use std::path::PathBuf;

/// Failure of a single valuation cycle.
///
/// Outcomes are shared between the refresh worker and every reader of the
/// current result, so the error carries rendered messages rather than source
/// errors and is cheap to clone.
#[derive(Debug, Clone, PartialEq, Eq, thiserror::Error)]
pub enum ValuationError {
    /// The setup could not be loaded at startup. Reported by every cycle for
    /// the lifetime of the process.
    #[error("Failed to load setup from {}: {message}", path.display())]
    ConfigLoad { path: PathBuf, message: String },

    /// Transport failure, non-success status, malformed body, or a response
    /// missing one of the requested symbols.
    #[error("Price fetch failed: {0}")]
    PriceFetch(String),

    /// The ledger account is unreachable, unknown, or holds no native balance.
    #[error("Ledger lookup failed for account {account}: {message}")]
    ExternalLookup { account: String, message: String },

    /// The refresh worker exited before the job produced an outcome.
    #[error("Refresh worker stopped before the valuation completed")]
    WorkerStopped,
}

impl ValuationError {
    pub fn price_fetch(message: impl Into<String>) -> Self {
        Self::PriceFetch(message.into())
    }

    pub fn external_lookup(account: impl Into<String>, message: impl Into<String>) -> Self {
        Self::ExternalLookup {
            account: account.into(),
            message: message.into(),
        }
    }

    /// Short machine-friendly name of the error class.
    pub fn kind(&self) -> &'static str {
        match self {
            Self::ConfigLoad { .. } => "config_load",
            Self::PriceFetch(_) => "price_fetch",
            Self::ExternalLookup { .. } => "external_lookup",
            Self::WorkerStopped => "worker_stopped",
        }
    }
}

● ● ● ●

Work item: Filter the lines above so that only those with the string "path" remain, then copy them.

Response to the exercise:
use std::path::PathBuf;
    #[error("Failed to load setup from {}: {message}", path.display())]
    ConfigLoad { path: PathBuf, message: String },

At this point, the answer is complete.